Civic Solidarity Platform members Index on Censorship, Article 19, Human Rights House Foundation, Institute for Reporters Freedom and Safety and other human rights organizations including Human Rights Watch and Amnesty International conducted a campaign to take advantage of the unusual window of opportunity provided by this year’s Eurovision song contest to bring attention to human rights abuses in Azerbaijan.
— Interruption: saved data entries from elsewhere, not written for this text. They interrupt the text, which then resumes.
use clap::Args;
use serde_json::json;

use crate::app;
use crate::cli::utils::output_success;
use crate::cli::OutputFormat;
use crate::config::AppConfig;

#[derive(Args, Debug, Default)]
pub struct InitArgs {
    #[arg(long, help = "SQLite URL (overrides DATABASE_URL)")]
    pub database_url: Option<String>,
}

pub async fn handle(args: InitArgs, mut config: AppConfig, output_format: OutputFormat) -> anyhow::Result<()> {
    if let Some(url) = args.database_url {
        config.database.url = url;
    }
    let url = config.database.url.clone();
    let admin = config.security.admin_username.clone();

    let state = app::build_state(config).await?;
    state.db.close().await;

    output_success(
        output_format,
        &format!("Initialized database at {}", url),
        Some(json!({ "database": url, "admin": admin })),
    )
}
use axum::extract::State;

use crate::app::AppState;
use crate::database::models::Task;
use crate::middleware::{ApiResponse, ApiResult, AuthUser};
use crate::services::TaskService;

/// GET /api/tasks - every task, newest first
pub async fn list(State(state): State<AppState>, _user: AuthUser) -> ApiResult<Vec<Task>> {
    let tasks = TaskService::new(state.db.pool()).list().await?;
    Ok(ApiResponse::success(tasks))
}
Azerbaijan represents one of the most difficult scenarios for human rights advocates: a little-known authoritarian regime with geostrategic importance due to its significant gas and oil resources. Human rights groups and think tanks used the window of opportunity provided by Eurovision to change the narrative on Azerbaijan, which many in Europe had seen largely as a success story, showing the real face of this highly corrupt and repressive regime that routinely harasses and jails its critics and diverts public money away from serving the needs of its people toward massive vanity projects.
The campaign sought to create a critical mass of local and international pressure for reform and to push EU governments to focus on human rights and governance issues in Azerbaijan, taking a long-term approach rooted in values rather than dominated by short term energy interests. In the aftermath of the Eurovision the Platform members will be looking at building a sustained advocacy effort around issues of freedom of speech and freedom of assembly in Azerbaijan. Sustained advocacy efforts to get the Council of Europe to uphold its own norms and values will continue well beyond 2012, in particular with respect to the monitoring of Presidential elections in October 2013 and Azerbaijan’s upcoming Chairmanship of the Council of Europe.
Find out more about Azerbaijan through Platform member Index on Censorship’s ’60 seconds on Azerbaijan’.
The International Partnership Group on Azerbaijan (IPGA) released a report ‘Azerbaijan’s silenced voices’, which outlines recent free expression violations.
The European Council on Foreign Relations latest policy memo ‘EU and Azerbaijan: Beyond oil’. Although Azerbaijan holds more political prisoners than any other Eastern European country, the EU has remained timid about human rights violations. The EU’s failure to pressure the Azerbaijani government to liberalise has brought few benefits and continues to discredit the EU in the eyes of Azerbaijan’s society.
ESI report – Caviar Diplomacy: How Azerbaijan Silenced the Council of Europe Part One – describes how an authoritarian regime in Baku has managed to sidestep its commitments to the Council of Europe, silenced its critics and turned international election monitoring into political theatre.
“They took everything from me” by Human Rights Watch chronicles forceful demolitions prior to the Eurovision Song Contest in Baku.